**Your instructions:** How many lines in the records below contain "example"? Reply with the number only.

START Supplied records

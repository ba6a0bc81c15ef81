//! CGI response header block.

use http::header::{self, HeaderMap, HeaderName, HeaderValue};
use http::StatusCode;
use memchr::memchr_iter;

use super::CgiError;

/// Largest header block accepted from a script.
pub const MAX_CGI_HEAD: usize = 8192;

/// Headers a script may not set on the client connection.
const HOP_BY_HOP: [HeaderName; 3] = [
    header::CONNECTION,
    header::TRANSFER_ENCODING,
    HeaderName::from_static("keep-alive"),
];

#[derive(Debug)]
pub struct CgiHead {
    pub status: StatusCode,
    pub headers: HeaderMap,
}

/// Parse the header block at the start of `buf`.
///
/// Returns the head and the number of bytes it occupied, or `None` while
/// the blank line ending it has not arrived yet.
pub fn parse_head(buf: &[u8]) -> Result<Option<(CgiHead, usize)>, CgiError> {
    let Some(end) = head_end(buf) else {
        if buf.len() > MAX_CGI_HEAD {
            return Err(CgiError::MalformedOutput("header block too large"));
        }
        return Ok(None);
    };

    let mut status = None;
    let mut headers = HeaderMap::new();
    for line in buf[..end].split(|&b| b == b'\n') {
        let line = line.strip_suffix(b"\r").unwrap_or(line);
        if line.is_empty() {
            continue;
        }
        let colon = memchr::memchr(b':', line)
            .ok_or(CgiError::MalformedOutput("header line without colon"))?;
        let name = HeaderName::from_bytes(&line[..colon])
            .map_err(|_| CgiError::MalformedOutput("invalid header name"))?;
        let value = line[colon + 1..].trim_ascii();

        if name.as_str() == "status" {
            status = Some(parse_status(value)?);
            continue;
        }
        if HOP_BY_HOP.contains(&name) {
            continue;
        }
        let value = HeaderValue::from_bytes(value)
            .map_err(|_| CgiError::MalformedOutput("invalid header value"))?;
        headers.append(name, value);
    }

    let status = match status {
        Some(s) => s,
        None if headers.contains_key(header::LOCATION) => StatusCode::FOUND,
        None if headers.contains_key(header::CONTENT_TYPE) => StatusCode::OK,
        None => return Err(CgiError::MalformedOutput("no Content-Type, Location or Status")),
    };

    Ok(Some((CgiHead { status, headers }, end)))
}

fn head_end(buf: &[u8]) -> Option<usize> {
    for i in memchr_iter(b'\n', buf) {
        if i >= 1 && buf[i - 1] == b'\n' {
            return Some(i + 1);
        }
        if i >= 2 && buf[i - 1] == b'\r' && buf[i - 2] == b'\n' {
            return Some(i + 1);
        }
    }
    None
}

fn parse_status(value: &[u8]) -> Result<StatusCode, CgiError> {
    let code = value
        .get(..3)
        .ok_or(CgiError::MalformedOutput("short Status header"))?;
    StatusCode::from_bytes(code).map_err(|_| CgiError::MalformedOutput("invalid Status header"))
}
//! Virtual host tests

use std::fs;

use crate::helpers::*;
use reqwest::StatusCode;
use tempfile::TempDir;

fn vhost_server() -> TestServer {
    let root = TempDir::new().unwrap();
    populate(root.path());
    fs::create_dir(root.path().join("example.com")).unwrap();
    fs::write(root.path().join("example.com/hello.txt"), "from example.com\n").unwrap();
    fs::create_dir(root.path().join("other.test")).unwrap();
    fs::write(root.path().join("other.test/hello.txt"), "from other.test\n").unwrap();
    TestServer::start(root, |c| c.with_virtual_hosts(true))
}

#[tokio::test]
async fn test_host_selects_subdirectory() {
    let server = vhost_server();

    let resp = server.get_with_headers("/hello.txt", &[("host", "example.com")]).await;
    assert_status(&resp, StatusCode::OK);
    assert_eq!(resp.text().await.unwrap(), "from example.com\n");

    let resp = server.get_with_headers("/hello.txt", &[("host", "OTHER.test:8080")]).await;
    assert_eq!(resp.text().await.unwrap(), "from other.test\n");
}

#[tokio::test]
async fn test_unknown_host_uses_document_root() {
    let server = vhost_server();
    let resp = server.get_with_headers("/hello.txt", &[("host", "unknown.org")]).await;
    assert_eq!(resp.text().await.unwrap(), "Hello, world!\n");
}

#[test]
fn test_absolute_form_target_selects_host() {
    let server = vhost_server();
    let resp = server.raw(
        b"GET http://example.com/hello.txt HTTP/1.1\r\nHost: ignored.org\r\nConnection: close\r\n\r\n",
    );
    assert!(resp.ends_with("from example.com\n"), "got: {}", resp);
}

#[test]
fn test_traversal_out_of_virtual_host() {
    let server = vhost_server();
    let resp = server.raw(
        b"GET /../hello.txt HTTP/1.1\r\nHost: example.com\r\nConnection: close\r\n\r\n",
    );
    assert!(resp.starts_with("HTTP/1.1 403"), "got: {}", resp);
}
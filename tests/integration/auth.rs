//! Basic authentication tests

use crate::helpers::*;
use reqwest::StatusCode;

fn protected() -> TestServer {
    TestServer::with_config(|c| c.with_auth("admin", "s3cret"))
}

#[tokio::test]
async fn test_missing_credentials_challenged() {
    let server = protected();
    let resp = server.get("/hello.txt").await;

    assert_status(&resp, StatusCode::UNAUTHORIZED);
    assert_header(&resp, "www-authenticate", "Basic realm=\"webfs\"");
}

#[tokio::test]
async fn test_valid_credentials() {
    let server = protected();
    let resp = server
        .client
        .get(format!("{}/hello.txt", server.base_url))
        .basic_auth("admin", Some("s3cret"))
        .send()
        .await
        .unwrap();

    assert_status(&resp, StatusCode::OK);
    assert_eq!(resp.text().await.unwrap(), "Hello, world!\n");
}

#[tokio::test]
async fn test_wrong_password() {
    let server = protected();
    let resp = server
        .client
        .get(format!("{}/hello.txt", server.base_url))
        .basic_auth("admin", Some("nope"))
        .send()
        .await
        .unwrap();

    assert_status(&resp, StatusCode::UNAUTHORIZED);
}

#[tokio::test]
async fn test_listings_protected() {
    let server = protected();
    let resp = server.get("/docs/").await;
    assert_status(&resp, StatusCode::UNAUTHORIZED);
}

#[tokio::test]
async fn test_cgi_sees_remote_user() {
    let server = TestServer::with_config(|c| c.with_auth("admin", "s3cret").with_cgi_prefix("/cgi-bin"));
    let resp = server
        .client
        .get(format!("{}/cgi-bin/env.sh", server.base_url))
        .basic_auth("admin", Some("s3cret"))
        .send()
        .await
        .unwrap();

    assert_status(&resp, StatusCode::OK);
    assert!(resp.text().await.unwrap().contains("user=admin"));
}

END Supplied records

**Exercise result:** 7